Mercredi 21 au soir, je suis tombé dans un cauchemar. Après un petit malaise, je suis allé faire un contrôle à l’hôpital. Je pensais rentrer le soir même. J’ai été happé par le système, hospitalisé jusqu’au lundi suivant... et j’ai découvert le fonctionnement d’un monde que je ne connaissais pas du tout.
Des travailleurs motivés
Le formidable potentiel humain m’a frappé. A tous les niveaux, des personnes qui écoutent, qui sourient, qui se démènent. Plus que l’argent, ce sont les travailleurs qui sont gaspillés.

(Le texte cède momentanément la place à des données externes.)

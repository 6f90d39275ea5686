//! Recommendation boundary
//!
//! Validates a request, normalizes its telemetry, runs the model and, only on
//! success, publishes the result to the last-recommendation cache. A failed
//! request never overwrites a previously cached recommendation.

use crate::cache::RecommendationCache;
use crate::error::RecommendError;
use crate::models::{
    FeatureVector, InferenceRequest, RecommendationResult, RelevantMetrics, TelemetryRecord,
    REQUIRED_METRICS,
};
use crate::observability::{RecommenderMetrics, StructuredLogger};
use crate::predictor::{FeatureNormalizer, Predictor};
use std::sync::Arc;
use std::time::Instant;

enum ModelSlot {
    Loaded {
        predictor: Arc<dyn Predictor>,
        normalizer: FeatureNormalizer,
    },
    Unavailable(String),
}

pub struct RecommendationService {
    model: ModelSlot,
    cache: RecommendationCache,
    metrics: RecommenderMetrics,
    logger: StructuredLogger,
}

impl RecommendationService {
    pub fn new(
        predictor: Arc<dyn Predictor>,
        cache: RecommendationCache,
        logger: StructuredLogger,
    ) -> Self {
        let metrics = RecommenderMetrics::new();
        metrics.set_model_version(predictor.model_version());
        let normalizer = FeatureNormalizer::new(predictor.feature_names().to_vec());

        Self {
            model: ModelSlot::Loaded {
                predictor,
                normalizer,
            },
            cache,
            metrics,
            logger,
        }
    }

    /// A service whose every inference fails with a model error
    pub fn without_model(
        reason: impl Into<String>,
        cache: RecommendationCache,
        logger: StructuredLogger,
    ) -> Self {
        Self {
            model: ModelSlot::Unavailable(reason.into()),
            cache,
            metrics: RecommenderMetrics::new(),
            logger,
        }
    }

    pub fn is_model_loaded(&self) -> bool {
        matches!(self.model, ModelSlot::Loaded { .. })
    }

    pub fn model_version(&self) -> Option<&str> {
        match &self.model {
            ModelSlot::Loaded { predictor, .. } => Some(predictor.model_version()),
            ModelSlot::Unavailable(_) => None,
        }
    }

    pub fn cache(&self) -> &RecommendationCache {
        &self.cache
    }

    /// Latest successful recommendation
    pub fn last(&self) -> Option<Arc<RecommendationResult>> {
        self.cache.get()
    }

    /// Raw (unscaled) feature vector for a record
    pub fn normalize(&self, record: &TelemetryRecord) -> Result<FeatureVector, RecommendError> {
        let (_, normalizer) = self.loaded_model()?;
        Ok(normalizer.normalize(record))
    }

    /// Validate and run the model without touching the cache
    pub fn infer(&self, request: &InferenceRequest) -> Result<RecommendationResult, RecommendError> {
        let instance_id = self.validate(request)?;
        let (predictor, normalizer) = match self.loaded_model() {
            Ok(model) => model,
            Err(err) => {
                self.metrics.inc_model_errors();
                self.logger.log_model_error(instance_id, &err.message());
                return Err(err);
            }
        };

        let start = Instant::now();
        let features = normalizer.normalize(&request.metrics);
        let prediction = predictor.predict(&features);
        self.metrics
            .observe_inference_latency(start.elapsed().as_secs_f64());

        let recommendation = prediction.map_err(|err| {
            let err = RecommendError::from_model_error(err);
            self.metrics.inc_model_errors();
            self.logger.log_model_error(instance_id, &err.message());
            err
        })?;

        self.metrics.add_defaulted_features(features.defaulted.len());
        self.logger.log_recommendation(
            instance_id,
            &recommendation.compute_class,
            &recommendation.storage_class,
            &recommendation.scaling_action,
            &features.defaulted,
            predictor.model_version(),
        );

        Ok(RecommendationResult {
            instance_id: instance_id.to_string(),
            metrics: RelevantMetrics::from_record(&request.metrics),
            recommendation,
        })
    }

    /// Infer and publish the result as the latest recommendation
    pub fn recommend(
        &self,
        request: &InferenceRequest,
    ) -> Result<Arc<RecommendationResult>, RecommendError> {
        let result = Arc::new(self.infer(request)?);
        self.cache.set(Arc::clone(&result));
        self.metrics.inc_recommendations_generated();
        self.metrics.set_cache_populated(true);
        Ok(result)
    }

    /// Record a request body that could not be decoded as a validation failure
    pub fn reject_malformed(&self, reason: impl Into<String>) -> RecommendError {
        let err = RecommendError::Validation(reason.into());
        self.reject(None, &err);
        err
    }

    fn loaded_model(&self) -> Result<(&dyn Predictor, &FeatureNormalizer), RecommendError> {
        match &self.model {
            ModelSlot::Loaded {
                predictor,
                normalizer,
            } => Ok((predictor.as_ref(), normalizer)),
            ModelSlot::Unavailable(reason) => Err(RecommendError::Model(format!(
                "Model bundle not loaded: {reason}"
            ))),
        }
    }

    fn validate<'a>(&self, request: &'a InferenceRequest) -> Result<&'a str, RecommendError> {
        let instance_id = match request.instance_id.as_deref() {
            Some(id) if !id.is_empty() => id,
            _ => {
                let err = RecommendError::Validation("instance_id is missing".to_string());
                self.reject(None, &err);
                return Err(err);
            }
        };

        let missing: Vec<&str> = REQUIRED_METRICS
            .iter()
            .copied()
            .filter(|field| !request.metrics.contains(field))
            .collect();
        if !missing.is_empty() {
            let err = RecommendError::Validation(format!(
                "Missing metrics: {}",
                missing.join(", ")
            ));
            self.reject(Some(instance_id), &err);
            return Err(err);
        }

        Ok(instance_id)
    }

    fn reject(&self, instance_id: Option<&str>, err: &RecommendError) {
        self.metrics.inc_validation_errors();
        self.logger.log_rejected(instance_id, &err.message());
    }
}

Des aberrations dans l’organisation
Parce qu’il faut être motivé pour travailler dans des dysfonctionnements plus que surprenants :
- manque de communication entre les services (dossier médical qui se perd, mauvaises transmissions d’ordonnances),
- décisions bloquées par des “professeurs” absents (j’en ai vu un une seule fois en cinq jours, 20 heures après mon hospitalisation, pour rien, si ce n’est servir de sujet d’examen à sa cour).
Avec pour conséquences :
- mutliples double-saisies (j’ai notamment mobilisé un médecin qui n’a fait que remplir un dossier et me donner un avis qui n’a pas été suivi par le médecin suivant : c’est cher pour remplir un dossier qui a déjà été saisi ailleurs...),
- temps d’attente inutiles,
- mêmes examens répétés (on m’a fait au moins 7 fois le même examen, j’ai vu 6 médecins différents et on a failli me faire passer 2 fois le même scanner en 2 jours si je n’avais pas alerté le service !),
- pertes de temps/machine (et les équipements coûtent cher).
Où sont les patrons ?
Aucune entreprise ne survivrait deux mois à de tels défauts dans l’organisation et la communication. Y a-t-il seulement des patrons à l’hôpital ?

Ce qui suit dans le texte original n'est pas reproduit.